These examples that you've given paint a more complete picture regarding the scope and range of this expression's application. Had these been the examples under this phrase's original entry, then I would have been left with clarity (as i am now) in place of doubt. 

I'm grateful for the time and effort you've put into your response, as it's been a great help to me in clarifying the matter thoroughly. 

Greatly appreciated, thank you Goodsir


----------



## Un Adorador

¡Guau, qué casualidad! Apenas ayer acabo de ver un artículo acerca de los *recortadores* de España.
En inglés se defina como; "Men who jump over a charging bull."


----------



## gato radioso

The idea is doing something that is prohibited or somehow restricted for you with no scruples, with no regard for anyone else, just following a whimsical impulse of yours.


----------



## jilar

Elcowboybebop said:


> Had these been the examples under this phrase's original entry, then I would have been left with clarity (as i am now) in place of doubt.


Cierto. Pero un diccionario está limitado en este aspecto. Los diccionarios no entran a plantear distintas situaciones, que nos muestran esos matices que tiene una expresión, como sí podemos hacer en un foro.

Un usuario en la respuesta #5, anotó una expresión sinónima: pasar olímpicamente.

Si a esta le quitas el "olímpicamente" y a la del tema lo de "a la torera" pierde todo el matiz que he intentado mostrar con las dos situaciones de antes. Quedaría en su significado básico: saltarse algo o pasar de algo, o sea, ignorarlo, no respetarlo o no hacerle caso.
En fin, esos dos añadidos aportan el modo en que se ignora tal cosa. Al menos para quien así se exprese, claro.
Pero todo esto muchas veces es imposible, o muy difícil, explicarlo o dejarlo claro en un simple diccionario. A veces se tira por lo sencillo y se deja el significado básico, sin entrar en los detalles de uso o matices que aporta al completo.

Ciertamente en el ejemplo que dan, el de un tal Juan que sigue bebiendo en contra de lo dicho por su médico, podríamos entender lo mismo si usaran "ignorar" sin más (lo digo por ser lo más literal a la traducción que da, _to ignore_), quizá con el único detalle de que ese verbo puede generar ambigüedad (¿no hacer caso de algo o desconocerlo?), pero creo que la inclusión de, por ejemplo, "completamente" podría ayudar a transmitir ese matiz que tanto "a la torera" como "olímpicamente" aportan a las ya comentadas.

Los hablantes nativos -de cualquier idioma, ojo- llegamos a entender esos matices, o connotaciones incluso, por las situaciones en que se dicen las expresiones. Un diccionario no plantea diferentes situaciones y así pierde esa capacidad para explicar los matices.
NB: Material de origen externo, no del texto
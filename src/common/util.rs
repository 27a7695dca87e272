// Copyright (c) 2016-2021 Fabian Schuiki

//! A collection of utility traits and functions.

#![deny(missing_docs)]

/// Describes semantic nodes.
pub trait HasDesc {
    /// Obtain a human-readable descriptive name for this node.
    fn desc(&self) -> &'static str;

    /// Obtain a human-readable description for this node, possibly containing
    /// the node's name.
    fn desc_full(&self) -> String {
        self.desc().into()
    }
}

impl<'a, T> HasDesc for &'a T
where
    T: HasDesc + ?Sized,
{
    fn desc(&self) -> &'static str {
        (*self).desc()
    }

    fn desc_full(&self) -> String {
        (*self).desc_full()
    }
}
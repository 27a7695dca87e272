// Copyright (c) 2016-2021 Fabian Schuiki

//! A printer for expressions.

use super::*;
use itertools::Itertools;
use std::collections::HashSet;
use std::fmt::Write;

/// Render an expression as source text.
pub fn decompile(arena: &ExprArena, id: ExprId) -> String {
    let mut s = String::new();
    write_expr(arena, id, &mut s).unwrap();
    s
}

fn write_expr(arena: &ExprArena, id: ExprId, f: &mut impl Write) -> std::fmt::Result {
    match arena[id].kind {
        ExprKind::Const(ref v) => write!(f, "{}", v),
        ExprKind::Primary(decl) => write!(f, "{}", decl.name),
        ExprKind::BitSelect { decl, index } => match index {
            Index::Const(i) => write!(f, "{}[{}]", decl.name, i),
            Index::Var(i) => write!(f, "{}[{}]", decl.name, decompile(arena, i)),
        },
        ExprKind::PartSelect { decl, mode } => match mode {
            PartSelect::Const { left, right } => write!(f, "{}[{}:{}]", decl.name, left, right),
            PartSelect::Plus { base, width } => {
                write!(f, "{}[{} +: {}]", decl.name, decompile(arena, base), width)
            }
            PartSelect::Minus { base, width } => {
                write!(f, "{}[{} -: {}]", decl.name, decompile(arena, base), width)
            }
        },
        ExprKind::ArrayElem { decl, ref indices } => {
            write!(f, "{}", decl.name)?;
            for &index in indices {
                write!(f, "[{}]", decompile(arena, index))?;
            }
            Ok(())
        }
        ExprKind::Unary { op, arg } => write!(f, "{}{}", op, operand(arena, arg)),
        ExprKind::Binary { op, lhs, rhs } => write!(
            f,
            "{} {} {}",
            operand(arena, lhs),
            op,
            operand(arena, rhs)
        ),
        ExprKind::Ternary { op, args } => {
            let sep = match op {
                TernaryOp::Condition => ["?", ":"],
                TernaryOp::MinTypMax => [":", ":"],
            };
            write!(
                f,
                "{} {} {} {} {}",
                operand(arena, args[0]),
                sep[0],
                operand(arena, args[1]),
                sep[1],
                operand(arena, args[2])
            )
        }
        ExprKind::Concat(ref args) => write!(
            f,
            "{{{}}}",
            args.iter().map(|&a| decompile(arena, a)).format(", ")
        ),
        ExprKind::MultiConcat { count, ref args } => write!(
            f,
            "{{{}{{{}}}}}",
            count,
            args.iter().map(|&a| decompile(arena, a)).format(", ")
        ),
    }
}

/// Render an operand, parenthesized if it is itself an operator.
fn operand(arena: &ExprArena, id: ExprId) -> String {
    match arena[id].kind {
        ExprKind::Unary { .. } | ExprKind::Binary { .. } | ExprKind::Ternary { .. } => {
            format!("({})", decompile(arena, id))
        }
        _ => decompile(arena, id),
    }
}

/// Dump an expression tree with the types of all nodes.
///
/// Operands are listed before the nodes that use them, one per line:
///
/// ```text
/// e0 = const 4'd3 : logic [3:0] in logic [7:0]
/// e1 = primary a : logic [7:0] in logic [7:0]
/// e2 = binary + e0, e1 : logic [7:0] in logic [7:0]
/// ```
pub fn dump(arena: &ExprArena, id: ExprId) -> String {
    let mut out = String::new();
    let mut printed = HashSet::new();
    dump_node(arena, id, &mut out, &mut printed).unwrap();
    out
}

fn dump_node(
    arena: &ExprArena,
    id: ExprId,
    out: &mut impl Write,
    printed: &mut HashSet<ExprId>,
) -> std::fmt::Result {
    if !printed.insert(id) {
        return Ok(());
    }
    let expr = &arena[id];
    let operands = expr.kind.operands();
    for &arg in &operands {
        dump_node(arena, arg, out, printed)?;
    }
    write!(out, "{} = ", id)?;
    match expr.kind {
        ExprKind::Const(ref v) => write!(out, "const {}", v)?,
        ExprKind::Primary(decl) => write!(out, "primary {}", decl.name)?,
        ExprKind::BitSelect { decl, .. } => write!(out, "bit select {}", decl.name)?,
        ExprKind::PartSelect { decl, .. } => write!(out, "part select {}", decl.name)?,
        ExprKind::ArrayElem { decl, .. } => write!(out, "array element {}", decl.name)?,
        ExprKind::Unary { op, .. } => write!(out, "unary {}", op)?,
        ExprKind::Binary { op, .. } => write!(out, "binary {}", op)?,
        ExprKind::Ternary { op, .. } => match op {
            TernaryOp::Condition => write!(out, "condition")?,
            TernaryOp::MinTypMax => write!(out, "mintypmax")?,
        },
        ExprKind::Concat(_) => write!(out, "concat")?,
        ExprKind::MultiConcat { count, .. } => write!(out, "replicate {}", count)?,
    }
    if !operands.is_empty() {
        write!(out, " {}", operands.iter().format(", "))?;
    }
    write!(out, " : {}", expr.value_type())?;
    if let Some(req) = expr.required_type() {
        write!(out, " in {}", req)?;
    }
    writeln!(out)
}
De nada.  Quedo a la espera de ver cómo solucionarías ambas situaciones, 1 y 2 de mi respuesta anterior, en inglés. Pues es la pregunta original del tema.
¿Qué podrías añadir, aparte de usar el verbo "ignore" u otro, para aportar esos matices de uso?
Posiblemente el "blow off", por más informal, pueda dar una solución más acorde o acertada. Pero, personalmente, se me escapa, pues no soy nativo angloparlante.


----------



## Galván

La descrippción en español es bastante gráfica y se pude lograr el mismo efecto en inglés cambiando algunas palabras.
Evading a rule "matador" style.


----------



## jilar

Elcowboybebop said:


> . A él nadie le puede dar consejos, al final siempre termina saltándoselos a la torera.
> Would this sentence be correct?


Para mí es algo rara la primera parte. Yo antes diría algo como:
Es tontería darle consejos, al final...

Exacto, como los ignora, pasa olímpicamente de ellos, ¿para qué vamos a dárselos?  Es inútil dárselos, sabemos que no hará caso de tales consejos.
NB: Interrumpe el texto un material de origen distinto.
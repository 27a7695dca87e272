// Copyright (c) 2016-2021 Fabian Schuiki

//! Declarations referenced by expressions.
//!
//! Resolving names to declarations happens before expressions are
//! elaborated. Expressions only borrow the resolved declarations, which live
//! in a `DeclArenas` that outlives the expression arena.

use crate::{
    range::{RangeArray, RangeView},
    ty::{Sign, ValueType},
    value::ConstValue,
};
use std::fmt;
use velab_common::util::HasDesc;

make_arenas!(
    /// The arenas that own declarations.
    pub struct DeclArenas {
        decls: Decl,
    }
);

/// A declaration of a net, variable, or parameter.
#[derive(Debug, Clone)]
pub struct Decl {
    /// The declared name.
    pub name: String,
    /// What kind of declaration this is.
    pub kind: DeclKind,
    /// Whether the declaration carries the `signed` keyword.
    pub sign: Sign,
    /// The packed range, as in `wire [7:0] x`.
    pub range: Option<RangeView>,
    /// The unpacked dimensions, as in `reg x [0:3]`.
    pub array: Option<RangeArray>,
    /// The value of a parameter.
    pub value: Option<ConstValue>,
    /// The element values of a constant array, in row-major order.
    pub elems: Vec<ConstValue>,
}

/// The different kinds of declarations.
#[derive(Debug, Clone, Copy, PartialEq, Eq, Hash)]
#[allow(missing_docs)]
pub enum DeclKind {
    Net,
    Reg,
    Integer,
    Real,
    Time,
    Parameter,
    Localparam,
    Genvar,
}

impl Decl {
    /// Create a declaration of the given kind.
    pub fn new(name: impl Into<String>, kind: DeclKind) -> Decl {
        Decl {
            name: name.into(),
            kind,
            sign: match kind {
                DeclKind::Integer | DeclKind::Real | DeclKind::Genvar => Sign::Signed,
                _ => Sign::Unsigned,
            },
            range: None,
            array: None,
            value: None,
            elems: Vec::new(),
        }
    }

    /// Create a net declaration such as `wire [left:right] name`.
    pub fn net(name: impl Into<String>, left: isize, right: isize) -> Decl {
        Decl::new(name, DeclKind::Net).with_range(RangeView::new(left, right))
    }

    /// Create a register declaration such as `reg [left:right] name`.
    pub fn reg(name: impl Into<String>, left: isize, right: isize) -> Decl {
        Decl::new(name, DeclKind::Reg).with_range(RangeView::new(left, right))
    }

    /// Create a parameter with a value.
    pub fn parameter(name: impl Into<String>, value: ConstValue) -> Decl {
        Decl::new(name, DeclKind::Parameter).with_value(value)
    }

    /// Attach a packed range.
    pub fn with_range(mut self, range: RangeView) -> Decl {
        self.range = Some(range);
        self
    }

    /// Attach unpacked dimensions.
    pub fn with_array(mut self, dims: Vec<RangeView>) -> Decl {
        self.array = Some(RangeArray::new(dims));
        self
    }

    /// Attach the element values of a constant array.
    pub fn with_elems(mut self, elems: Vec<ConstValue>) -> Decl {
        self.elems = elems;
        self
    }

    /// Check whether the declaration has unpacked dimensions.
    pub fn is_array(&self) -> bool {
        self.array.is_some()
    }

    /// Mark the declaration as signed.
    pub fn signed(mut self) -> Decl {
        self.sign = Sign::Signed;
        self
    }

    /// Attach a value.
    pub fn with_value(mut self, value: ConstValue) -> Decl {
        self.value = Some(value);
        self
    }

    /// Check whether references to this declaration are constant.
    pub fn is_constant(&self) -> bool {
        match self.kind {
            DeclKind::Parameter | DeclKind::Localparam | DeclKind::Genvar => true,
            _ => false,
        }
    }

    /// Check whether the declaration has real type.
    pub fn is_real(&self) -> bool {
        self.value_type().is_real()
    }

    /// Return the packed range of the declaration.
    ///
    /// Unranged vector declarations are treated as `[0:0]`. The integer and
    /// time domains behave as `[31:0]` and `[63:0]` respectively.
    pub fn bit_range(&self) -> RangeView {
        match self.range {
            Some(r) => r,
            None => RangeView::with_size(self.value_type().bit_width()),
        }
    }

    /// Return the type of a reference to this declaration.
    ///
    /// For arrays this is the type of one element. An unranged parameter
    /// takes the type of its value, made signed by the `signed` keyword.
    pub fn value_type(&self) -> ValueType {
        match self.kind {
            DeclKind::Integer => ValueType::INTEGER,
            DeclKind::Real => ValueType::REAL,
            DeclKind::Time => ValueType::TIME,
            DeclKind::Genvar => ValueType::INTEGER,
            DeclKind::Net | DeclKind::Reg => self.vector_type(),
            DeclKind::Parameter | DeclKind::Localparam => {
                match (self.range, self.value.as_ref().or_else(|| self.elems.first())) {
                    (None, Some(v)) if self.sign.is_signed() && !v.ty.is_signed() => {
                        ValueType::new(true, v.ty.is_sized(), v.ty.bit_width())
                    }
                    (None, Some(v)) => v.ty,
                    _ => self.vector_type(),
                }
            }
        }
    }

    fn vector_type(&self) -> ValueType {
        ValueType::bit_vector(self.sign, self.range.map(|r| r.size()).unwrap_or(1))
    }
}

impl HasDesc for Decl {
    fn desc(&self) -> &'static str {
        match self.kind {
            DeclKind::Net => "net",
            DeclKind::Reg => "reg",
            DeclKind::Integer => "integer",
            DeclKind::Real => "real",
            DeclKind::Time => "time",
            DeclKind::Parameter => "parameter",
            DeclKind::Localparam => "localparam",
            DeclKind::Genvar => "genvar",
        }
    }

    fn desc_full(&self) -> String {
        format!("{} `{}`", self.desc(), self.name)
    }
}

impl fmt::Display for Decl {
    fn fmt(&self, f: &mut fmt::Formatter) -> fmt::Result {
        write!(f, "{}", self.name)
    }
}

#[cfg(test)]
mod tests {
    use super::*;
    use crate::value::make_int;
    use num::BigInt;
    use velab_common::arenas::Alloc;

    #[test]
    fn vector_types() {
        assert_eq!(
            Decl::net("a", 7, 0).value_type(),
            ValueType::bit_vector(Sign::Unsigned, 8)
        );
        assert_eq!(
            Decl::reg("b", 0, 15).signed().value_type(),
            ValueType::bit_vector(Sign::Signed, 16)
        );
        assert_eq!(Decl::new("c", DeclKind::Net).value_type(), ValueType::BIT);
        assert_eq!(Decl::new("i", DeclKind::Integer).value_type(), ValueType::INTEGER);
        assert!(Decl::new("r", DeclKind::Real).is_real());
    }

    #[test]
    fn parameter_types() {
        let v = make_int(ValueType::INTEGER, BigInt::from(5));
        let p = Decl::parameter("P", v.clone());
        assert_eq!(p.value_type(), ValueType::INTEGER);
        assert!(p.is_constant());
        let q = Decl::parameter("Q", v).with_range(RangeView::new(3, 0));
        assert_eq!(q.value_type(), ValueType::bit_vector(Sign::Unsigned, 4));
    }

    #[test]
    fn signed_parameter_keeps_value_width() {
        let p = Decl::parameter("P", make_int(ValueType::INTEGER, BigInt::from(5))).signed();
        assert_eq!(p.value_type(), ValueType::INTEGER);
        assert_eq!(p.bit_range(), RangeView::new(31, 0));

        let byte = make_int(ValueType::bit_vector(Sign::Unsigned, 8), BigInt::from(200));
        let q = Decl::parameter("Q", byte).signed();
        assert_eq!(q.value_type(), ValueType::bit_vector(Sign::Signed, 8));

        let ranged = Decl::parameter("R", make_int(ValueType::INTEGER, BigInt::from(5)))
            .signed()
            .with_range(RangeView::new(3, 0));
        assert_eq!(ranged.value_type(), ValueType::bit_vector(Sign::Signed, 4));
    }

    #[test]
    fn array_element_type() {
        let mem = Decl::reg("mem", 7, 0).with_array(vec![RangeView::new(0, 3)]);
        assert!(mem.is_array());
        assert_eq!(mem.value_type(), ValueType::bit_vector(Sign::Unsigned, 8));
        assert_eq!(mem.array.as_ref().map(|a| a.elem_count()), Some(4));

        let elems = (0..2)
            .map(|i| make_int(ValueType::bit_vector(Sign::Unsigned, 3), BigInt::from(i)))
            .collect();
        let table = Decl::new("T", DeclKind::Localparam)
            .with_array(vec![RangeView::new(1, 0)])
            .with_elems(elems);
        assert_eq!(table.value_type(), ValueType::bit_vector(Sign::Unsigned, 3));
        assert!(table.is_constant());
    }

    #[test]
    fn implicit_bit_range() {
        assert_eq!(Decl::new("i", DeclKind::Integer).bit_range(), RangeView::new(31, 0));
        assert_eq!(Decl::net("a", 0, 3).bit_range(), RangeView::new(0, 3));
    }

    #[test]
    fn arena_allocation() {
        let arenas = DeclArenas::new();
        let d: &Decl = arenas.alloc(Decl::net("a", 3, 0));
        assert_eq!(d.desc_full(), "net `a`");
    }
}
Usar esta expresión (saltarse algo a la torera) para "consejos", se entiende, pero es algo raro. Yo diría que se usa para cosas que uno debe o tiene cierta obligación de cumplir, como pueden ser unas normas, reglas, obligaciones, ... Un consejo es algo que uno puede seguir o no. No es ninguna obligación, deber, ...
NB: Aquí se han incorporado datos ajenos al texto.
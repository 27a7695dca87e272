// Copyright (c) 2016-2021 Fabian Schuiki

//! Propagation of context-determined types.

use super::*;
use crate::ty::merge_with_required;

impl<'t> ExprArena<'t> {
    /// Impose the type required by the context onto an expression.
    ///
    /// Records `required` on the expression. Operators whose result depends
    /// on the context widen their type to the required width and forward the
    /// widened type to the operands that are evaluated in the same context.
    /// Comparisons, logical operators, reductions, and concatenations keep
    /// their type and stop the propagation.
    ///
    /// Panics if a context has already been imposed onto the expression.
    pub fn propagate_required_type(&mut self, id: ExprId, required: ValueType) {
        let expr = self.get(id);
        if let Some(prev) = expr.required {
            bug!(
                "context `{}` imposed onto {} which already has context `{}`",
                required,
                id,
                prev
            );
        }
        let current = expr.ty;
        let merged = merge_with_required(current, required);
        let (ty, forward) = match expr.kind {
            ExprKind::Const(_)
            | ExprKind::Primary(_)
            | ExprKind::BitSelect { .. }
            | ExprKind::PartSelect { .. }
            | ExprKind::ArrayElem { .. } => (current, vec![]),
            ExprKind::Unary { op, .. } if op.is_sink() => (current, vec![]),
            ExprKind::Unary { arg, .. } => (merged, vec![arg]),
            ExprKind::Binary { op, lhs, rhs } => match op.category() {
                OpCategory::BitOp | OpCategory::ArithOp => (merged, vec![lhs, rhs]),
                OpCategory::PowerOp | OpCategory::ShiftOp => (merged, vec![lhs]),
                OpCategory::CompareOp | OpCategory::LogOp => (current, vec![]),
            },
            ExprKind::Ternary {
                op: TernaryOp::Condition,
                args,
            } => (merged, vec![args[1], args[2]]),
            ExprKind::Ternary {
                op: TernaryOp::MinTypMax,
                args,
            } => (merged, args.to_vec()),
            ExprKind::Concat(_) | ExprKind::MultiConcat { .. } => (current, vec![]),
        };
        trace!("{} : {} in context `{}` -> {}", id, current, required, ty);
        let expr = self.get_mut(id);
        expr.ty = ty;
        expr.required = Some(required);
        for arg in forward {
            self.propagate_required_type(arg, ty);
        }
    }

    /// Evaluate an expression at its own width.
    pub fn set_self_size(&mut self, id: ExprId) {
        let ty = self.value_type(id);
        self.propagate_required_type(id, ty);
    }
}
No sé cómo lo ven los demás.


----------



## Elcowboybebop

jilar said:


> Cierto. Pero un diccionario está limitado en este aspecto. Los diccionarios no entran a plantear distintas situaciones, que nos muestran esos matices que tiene una expresión, como sí podemos hacer en un foro.
> 
> Un usuario en la respuesta #5, anotó una expresión sinónima: pasar olímpicamente.
> 
> Si a esta le quitas el "olímpicamente" y a la del tema lo de "a la torera" pierde todo el matiz que he intentado mostrar con las dos situaciones de antes. Quedaría en su significado básico: saltarse algo o pasar de algo, o sea, ignorarlo, no respetarlo o no hacerle caso.
> En fin, esos dos añadidos aportan el modo en que se ignora tal cosa. Al menos para quien así se exprese, claro.
> Pero todo esto muchas veces es imposible, o muy difícil, explicarlo o dejarlo claro en un simple diccionario. A veces se tira por lo sencillo y se deja el significado básico, sin entrar en los detalles de uso o matices que aporta al completo.
> 
> Ciertamente en el ejemplo que dan, el de un tal Juan que sigue bebiendo en contra de lo dicho por su médico, podríamos entender lo mismo si usaran "ignorar" sin más (lo digo por ser lo más literal a la traducción que da, _to ignore_), quizá con el único detalle de que ese verbo puede generar ambigüedad (¿no hacer caso de algo o desconocerlo?), pero creo que la inclusión de, por ejemplo, "completamente" podría ayudar a transmitir ese matiz que tanto "a la torera" como "olímpicamente" aportan a las ya comentadas.
> 
> Los hablantes nativos -de cualquier idioma, ojo- llegamos a entender esos matices, o connotaciones incluso, por las situaciones en que se dicen las expresiones. Un diccionario no plantea diferentes situaciones y así pierde esa capacidad para explicar los matices.
> 
> De nada.  Quedo a la espera de ver cómo solucionarías ambas situaciones, 1 y 2 de mi respuesta anterior, en inglés. Pues es la pregunta original del tema.
> ¿Qué podrías añadir, aparte de usar el verbo "ignore" u otro, para aportar esos matices de uso?
> Posiblemente el "blow off", por más informal, pueda dar una solución más acorde o acertada. Pero, personalmente, se me escapa, pues no soy nativo angloparlante.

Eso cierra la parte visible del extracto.